» Instructions to follow: Please restate exactly what appears in the records below from the first line to the line where "order. When nothing" is, that line included.

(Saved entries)
■ ■ ■ ■ ■ ■ ■
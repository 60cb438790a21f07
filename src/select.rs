//! Caption track selection.
//!
//! Tracks are matched against a fixed priority table. The first rule with a
//! match wins; within a rule, languages are tried in list order. When nothing
//! matches, the first listed track is used. That last step follows the
//! provider's enumeration order and is best-effort only.

use log::debug;

use crate::youtube::{CaptionTrack, TrackKind};

pub const PRIMARY_LANGUAGES: &[&str] = &["en"];
pub const SECONDARY_LANGUAGES: &[&str] = &["en-US", "en-GB", "es", "fr", "de"];

/// One row of the priority table
#[derive(Debug, Clone, Copy)]
pub struct Rule {
    pub kind: TrackKind,
    pub languages: &'static [&'static str],
}

pub const PRIORITY: [Rule; 4] = [
    Rule {
        kind: TrackKind::Manual,
        languages: PRIMARY_LANGUAGES,
    },
    Rule {
        kind: TrackKind::Manual,
        languages: SECONDARY_LANGUAGES,
    },
    Rule {
        kind: TrackKind::Generated,
        languages: PRIMARY_LANGUAGES,
    },
    Rule {
        kind: TrackKind::Generated,
        languages: SECONDARY_LANGUAGES,
    },
];

/// Find a track of the given kind, trying languages in order
pub fn find_track<'a>(tracks: &'a [CaptionTrack], kind: TrackKind, languages: &[&str]) -> Option<&'a CaptionTrack> {
    languages.iter().find_map(|lang| {
        tracks
            .iter()
            .find(|t| t.kind == kind && t.language_code == *lang)
    })
}

/// Pick the best track, or `None` when the set is empty
pub fn select_track(tracks: &[CaptionTrack]) -> Option<&CaptionTrack> {
    for (step, rule) in PRIORITY.iter().enumerate() {
        if let Some(track) = find_track(tracks, rule.kind, rule.languages) {
            debug!("Selected {} track {} by rule {}", track.kind, track.language_code, step + 1);
            return Some(track);
        }
    }

    let fallback = tracks.first();
    if let Some(track) = fallback {
        debug!("No preferred track, falling back to first listed: {} {}", track.kind, track.language_code);
    }
    fallback
}

#[cfg(test)]
mod tests {
    use super::*;

    fn manual(lang: &str) -> CaptionTrack {
        track(lang, TrackKind::Manual)
    }

    fn generated(lang: &str) -> CaptionTrack {
        track(lang, TrackKind::Generated)
    }

    fn track(lang: &str, kind: TrackKind) -> CaptionTrack {
        CaptionTrack {
            language_code: lang.to_string(),
            kind,
            base_url: format!("https://captions.test/{kind}/{lang}"),
        }
    }

    fn selected(tracks: &[CaptionTrack]) -> Option<(String, TrackKind)> {
        select_track(tracks).map(|t| (t.language_code.clone(), t.kind))
    }

    #[test]
    fn test_manual_primary_first() {
        let tracks = vec![generated("en"), manual("es"), manual("en")];
        assert_eq!(selected(&tracks), Some(("en".to_string(), TrackKind::Manual)));
    }

    #[test]
    fn test_manual_secondary_before_generated_primary() {
        let tracks = vec![manual("es"), generated("en")];
        assert_eq!(selected(&tracks), Some(("es".to_string(), TrackKind::Manual)));
    }

    #[test]
    fn test_secondary_list_order_not_track_order() {
        let tracks = vec![manual("de"), manual("fr"), manual("en-GB")];
        assert_eq!(selected(&tracks), Some(("en-GB".to_string(), TrackKind::Manual)));
    }

    #[test]
    fn test_generated_primary() {
        let tracks = vec![manual("ja"), generated("fr"), generated("en")];
        assert_eq!(selected(&tracks), Some(("en".to_string(), TrackKind::Generated)));
    }

    #[test]
    fn test_generated_secondary() {
        let tracks = vec![manual("ja"), generated("ko"), generated("de"), generated("es")];
        assert_eq!(selected(&tracks), Some(("es".to_string(), TrackKind::Generated)));
    }

    #[test]
    fn test_fallback_first_listed() {
        let tracks = vec![generated("ko"), manual("ja")];
        assert_eq!(selected(&tracks), Some(("ko".to_string(), TrackKind::Generated)));
    }

    #[test]
    fn test_manual_fr_over_generated_en() {
        let tracks = vec![generated("en"), manual("fr")];
        assert_eq!(selected(&tracks), Some(("fr".to_string(), TrackKind::Manual)));
    }

    #[test]
    fn test_language_match_is_exact() {
        // "en-us" is not "en-US"; nothing in the table matches
        let tracks = vec![manual("en-us"), generated("pt")];
        assert_eq!(selected(&tracks), Some(("en-us".to_string(), TrackKind::Manual)));
    }

    #[test]
    fn test_empty_set() {
        assert_eq!(select_track(&[]), None);
    }

    #[test]
    fn test_find_track_respects_kind() {
        let tracks = vec![generated("en")];
        assert!(find_track(&tracks, TrackKind::Manual, PRIMARY_LANGUAGES).is_none());
        assert!(find_track(&tracks, TrackKind::Generated, PRIMARY_LANGUAGES).is_some());
    }
}
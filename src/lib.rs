pub mod config;
pub mod mcp;
pub mod output;
pub mod search;
pub mod select;
pub mod service;
pub mod youtube;

use serde::Serialize;

/// A single captioned segment
#[derive(Debug, Clone, PartialEq, Serialize)]
pub struct Segment {
    pub text: String,
    pub start: f64,
    pub duration: f64,
}

/// One search hit, shaped for the tool caller
#[derive(Debug, Clone, PartialEq, Serialize)]
pub struct VideoSummary {
    pub video_id: String,
    pub title: String,
    pub channel: String,
    pub description: String,
    pub published_at: String,
    pub thumbnail_url: String,
    pub video_url: String,
}

/// Cleaned plain-text transcript of one video
#[derive(Debug, Clone, PartialEq, Serialize)]
pub struct TranscriptResult {
    pub transcript: String,
}

/// Failure surfaced as data rather than as a transport error
#[derive(Debug, Clone, PartialEq, Serialize)]
pub struct ErrorRecord {
    pub error: String,
}

impl ErrorRecord {
    pub fn new(error: impl Into<String>) -> Self {
        Self { error: error.into() }
    }
}

#[derive(Debug, Clone, PartialEq, Serialize)]
#[serde(untagged)]
pub enum SearchHit {
    Video(VideoSummary),
    Error(ErrorRecord),
}

#[derive(Debug, Clone, PartialEq, Serialize)]
#[serde(untagged)]
pub enum TranscriptOutcome {
    Transcript(TranscriptResult),
    Error(ErrorRecord),
}

/// Extract a video ID from a YouTube URL.
///
/// Recognizes `youtu.be/ID`, `youtube.com/watch?v=ID` and `youtube.com/embed/ID`.
/// Anything else (including a bare ID) yields `None` and the caller decides what to do.
pub fn extract_video_id(input: &str) -> Option<String> {
    let input = input.trim();

    if !input.contains("youtube.com") && !input.contains("youtu.be") {
        return None;
    }

    let id = if let Some((_, rest)) = input.rsplit_once("youtu.be/") {
        before_query(rest).to_string()
    } else if input.contains("watch?v=") {
        watch_param(input)?
    } else if let Some((_, rest)) = input.rsplit_once("/embed/") {
        before_query(rest).to_string()
    } else {
        return None;
    };

    Some(id).filter(|id| !id.is_empty())
}

fn before_query(s: &str) -> &str {
    s.split('?').next().unwrap_or(s)
}

// First non-empty `v` parameter; a watch URL without one resolves to nothing
fn watch_param(input: &str) -> Option<String> {
    let (_, query) = input.split_once('?')?;
    let query = query.split('#').next().unwrap_or(query);
    url::form_urlencoded::parse(query.as_bytes())
        .find(|(key, value)| key == "v" && !value.is_empty())
        .map(|(_, value)| value.into_owned())
}

#[cfg(test)]
mod tests {
    use super::*;

    #[test]
    fn test_short_url_with_query() {
        assert_eq!(extract_video_id("https://youtu.be/abc123?t=5"), Some("abc123".to_string()));
    }

    #[test]
    fn test_short_url() {
        assert_eq!(
            extract_video_id("https://youtu.be/dQw4w9WgXcQ"),
            Some("dQw4w9WgXcQ".to_string())
        );
    }

    #[test]
    fn test_watch_url() {
        assert_eq!(
            extract_video_id("https://www.youtube.com/watch?v=xyz789"),
            Some("xyz789".to_string())
        );
    }

    #[test]
    fn test_watch_url_with_extra_params() {
        assert_eq!(
            extract_video_id("https://www.youtube.com/watch?v=dQw4w9WgXcQ&t=120"),
            Some("dQw4w9WgXcQ".to_string())
        );
    }

    #[test]
    fn test_watch_url_param_not_first() {
        assert_eq!(
            extract_video_id("https://www.youtube.com/watch?v=&list=PL1&v=late42"),
            Some("late42".to_string())
        );
    }

    #[test]
    fn test_watch_url_without_value() {
        assert_eq!(extract_video_id("https://www.youtube.com/watch?v="), None);
        assert_eq!(extract_video_id("https://www.youtube.com/watch?v=#frag"), None);
    }

    #[test]
    fn test_embed_url() {
        assert_eq!(
            extract_video_id("https://www.youtube.com/embed/dQw4w9WgXcQ?autoplay=1"),
            Some("dQw4w9WgXcQ".to_string())
        );
    }

    #[test]
    fn test_short_link_wins_over_watch() {
        assert_eq!(
            extract_video_id("https://youtu.be/short1?watch?v=other"),
            Some("short1".to_string())
        );
    }

    #[test]
    fn test_unrecognized_youtube_path() {
        assert_eq!(extract_video_id("https://www.youtube.com/@somechannel"), None);
        assert_eq!(extract_video_id("https://youtu.be/"), None);
    }

    #[test]
    fn test_bare_id_is_not_extracted() {
        assert_eq!(extract_video_id("dQw4w9WgXcQ"), None);
    }

    #[test]
    fn test_free_text() {
        assert_eq!(extract_video_id("never gonna give you up"), None);
    }

    #[test]
    fn test_empty_input() {
        assert_eq!(extract_video_id(""), None);
    }

    #[test]
    fn test_whitespace_trimming() {
        assert_eq!(
            extract_video_id("  https://youtu.be/dQw4w9WgXcQ  "),
            Some("dQw4w9WgXcQ".to_string())
        );
    }

    #[test]
    fn test_error_record_serializes_flat() {
        let hit = SearchHit::Error(ErrorRecord::new("boom"));
        assert_eq!(serde_json::to_string(&hit).unwrap(), r#"{"error":"boom"}"#);
    }

    #[test]
    fn test_transcript_serializes_under_transcript_key() {
        let outcome = TranscriptOutcome::Transcript(TranscriptResult {
            transcript: "Hello world".to_string(),
        });
        assert_eq!(serde_json::to_string(&outcome).unwrap(), r#"{"transcript":"Hello world"}"#);
    }
}
//! MCP server implementation.

use super::protocol::*;
use super::tools::{SEARCH_TOOL, TRANSCRIPT_TOOL, get_tools};
use crate::search::SearchBackend;
use crate::service::{DEFAULT_NUM_VIDEOS, YouTubeService};
use crate::youtube::CaptionProvider;
use eyre::Result;
use log::{debug, info, warn};
use serde_json::{Value, json};
use tokio::io::{AsyncBufRead, AsyncBufReadExt, AsyncWrite, AsyncWriteExt, BufReader};

const PROTOCOL_VERSION: &str = "2024-11-05";
const SERVER_NAME: &str = "youtube";
const SERVER_VERSION: &str = env!("CARGO_PKG_VERSION");

/// MCP server wrapping the YouTube tools.
pub struct McpServer<S, C> {
    service: YouTubeService<S, C>,
}

impl<S: SearchBackend, C: CaptionProvider> McpServer<S, C> {
    pub fn new(service: YouTubeService<S, C>) -> Self {
        Self { service }
    }

    /// Run the MCP server (reads from stdin, writes to stdout).
    pub async fn run(&self) -> Result<()> {
        info!("MCP server starting on stdio");
        self.serve(BufReader::new(tokio::io::stdin()), tokio::io::stdout()).await
    }

    /// Handle line-delimited JSON-RPC until the reader is exhausted.
    ///
    /// Undecodable lines are answered with a parse error; only I/O errors end the loop.
    pub async fn serve<R, W>(&self, mut reader: R, mut writer: W) -> Result<()>
    where
        R: AsyncBufRead + Unpin,
        W: AsyncWrite + Unpin,
    {
        let mut buf = Vec::new();

        loop {
            buf.clear();
            if reader.read_until(b'\n', &mut buf).await? == 0 {
                break;
            }

            let response = match std::str::from_utf8(&buf) {
                Ok(line) if line.trim().is_empty() => continue,
                Ok(line) => self.handle_line(line.trim()).await,
                Err(e) => {
                    warn!("Dropping request that is not valid UTF-8: {e}");
                    Some(JsonRpcResponse::error(None, PARSE_ERROR, "Parse error"))
                }
            };

            if let Some(response) = response {
                let mut encoded = serde_json::to_string(&response)?;
                encoded.push('\n');
                writer.write_all(encoded.as_bytes()).await?;
                writer.flush().await?;
            }
        }

        info!("Input closed, MCP server stopping");
        Ok(())
    }

    async fn handle_line(&self, line: &str) -> Option<JsonRpcResponse> {
        let value: Value = match serde_json::from_str(line) {
            Ok(value) => value,
            Err(e) => {
                warn!("Failed to parse request: {e}");
                return Some(JsonRpcResponse::error(None, PARSE_ERROR, "Parse error"));
            }
        };

        // well-formed JSON that is not a request still gets its id back
        let id = value.get("id").cloned();
        match serde_json::from_value::<JsonRpcRequest>(value) {
            Ok(request) => self.handle_request(request).await,
            Err(e) => {
                warn!("Invalid request: {e}");
                Some(JsonRpcResponse::error(id, INVALID_REQUEST, &format!("Invalid Request: {e}")))
            }
        }
    }

    /// Handle a single JSON-RPC message. Notifications (no `id` member) get no response;
    /// an explicit `"id": null` is answered.
    async fn handle_request(&self, request: JsonRpcRequest) -> Option<JsonRpcResponse> {
        if request.id.is_none() {
            debug!("Notification: {}", request.method);
            return None;
        }

        if request.jsonrpc != "2.0" {
            return Some(JsonRpcResponse::error(
                request.id,
                INVALID_REQUEST,
                &format!("Unsupported jsonrpc version: {}", request.jsonrpc),
            ));
        }

        let response = match request.method.as_str() {
            "initialize" => self.handle_initialize(request.id, request.params),
            "ping" => JsonRpcResponse::success(request.id, json!({})),
            "tools/list" => self.handle_tools_list(request.id),
            "tools/call" => self.handle_tools_call(request.id, request.params).await,
            _ => JsonRpcResponse::error(
                request.id,
                METHOD_NOT_FOUND,
                &format!("Method not found: {}", request.method),
            ),
        };
        Some(response)
    }

    fn handle_initialize(&self, id: Option<Value>, params: Option<Value>) -> JsonRpcResponse {
        match params.map(serde_json::from_value::<InitializeParams>) {
            Some(Ok(params)) => {
                let client = params
                    .client_info
                    .map(|c| format!("{} {}", c.name, c.version.unwrap_or_default()))
                    .unwrap_or_else(|| "unknown client".to_string());
                info!(
                    "Initialize from {client} (protocol {})",
                    params.protocol_version.as_deref().unwrap_or("unspecified")
                );
            }
            Some(Err(e)) => debug!("Ignoring malformed initialize params: {e}"),
            None => debug!("Initialize without params"),
        }

        let result = InitializeResult {
            protocol_version: PROTOCOL_VERSION.to_string(),
            capabilities: ServerCapabilities {
                tools: ToolsCapability { list_changed: false },
            },
            server_info: ServerInfo {
                name: SERVER_NAME.to_string(),
                version: SERVER_VERSION.to_string(),
            },
        };

        JsonRpcResponse::from_result(id, &result)
    }

    fn handle_tools_list(&self, id: Option<Value>) -> JsonRpcResponse {
        let result = ToolsListResult { tools: get_tools() };
        JsonRpcResponse::from_result(id, &result)
    }

    async fn handle_tools_call(&self, id: Option<Value>, params: Option<Value>) -> JsonRpcResponse {
        let params: ToolCallParams = match params {
            Some(p) => match serde_json::from_value(p) {
                Ok(params) => params,
                Err(e) => return JsonRpcResponse::error(id, INVALID_PARAMS, &format!("Invalid params: {e}")),
            },
            None => return JsonRpcResponse::error(id, INVALID_PARAMS, "Missing params"),
        };

        let result = match params.name.as_str() {
            SEARCH_TOOL => self.tool_search(params.arguments).await,
            TRANSCRIPT_TOOL => self.tool_transcript(params.arguments).await,
            _ => ToolCallResult::error(format!("Unknown tool: {}", params.name)),
        };

        JsonRpcResponse::from_result(id, &result)
    }

    async fn tool_search(&self, args: Option<Value>) -> ToolCallResult {
        let args = match args {
            Some(a) => a,
            None => return ToolCallResult::error("Missing arguments".to_string()),
        };

        let search_term = match args.get("search_term").and_then(|v| v.as_str()) {
            Some(s) => s,
            None => return ToolCallResult::error("Missing 'search_term' argument".to_string()),
        };

        let num_videos = match args.get("num_videos") {
            None | Some(Value::Null) => DEFAULT_NUM_VIDEOS,
            Some(v) => match integer(v) {
                Some(n) => n,
                None => {
                    return ToolCallResult::error("Invalid 'num_videos' argument: expected an integer".to_string());
                }
            },
        };

        let hits = self.service.search_youtube_videos(search_term, num_videos).await;
        ToolCallResult::json(&hits)
    }

    async fn tool_transcript(&self, args: Option<Value>) -> ToolCallResult {
        let args = match args {
            Some(a) => a,
            None => return ToolCallResult::error("Missing arguments".to_string()),
        };

        let input = match args.get("video_url_or_title").and_then(|v| v.as_str()) {
            Some(i) => i,
            None => return ToolCallResult::error("Missing 'video_url_or_title' argument".to_string()),
        };

        let outcome = self.service.get_youtube_transcript(input).await;
        ToolCallResult::json(&outcome)
    }
}

// Accepts 7 and 7.0; anything fractional or non-numeric is rejected
fn integer(v: &Value) -> Option<i64> {
    v.as_i64()
        .or_else(|| v.as_f64().filter(|f| f.fract() == 0.0).map(|f| f as i64))
}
■ ■ ■ ■ ■ ■ ■
» Response area:
repository 60cb438790a21f07
filename src/select.rs
//! Caption track selection.
//!
//! Tracks are matched against a fixed priority table. The first rule with a
//! match wins; within a rule, languages are tried in list order. When nothing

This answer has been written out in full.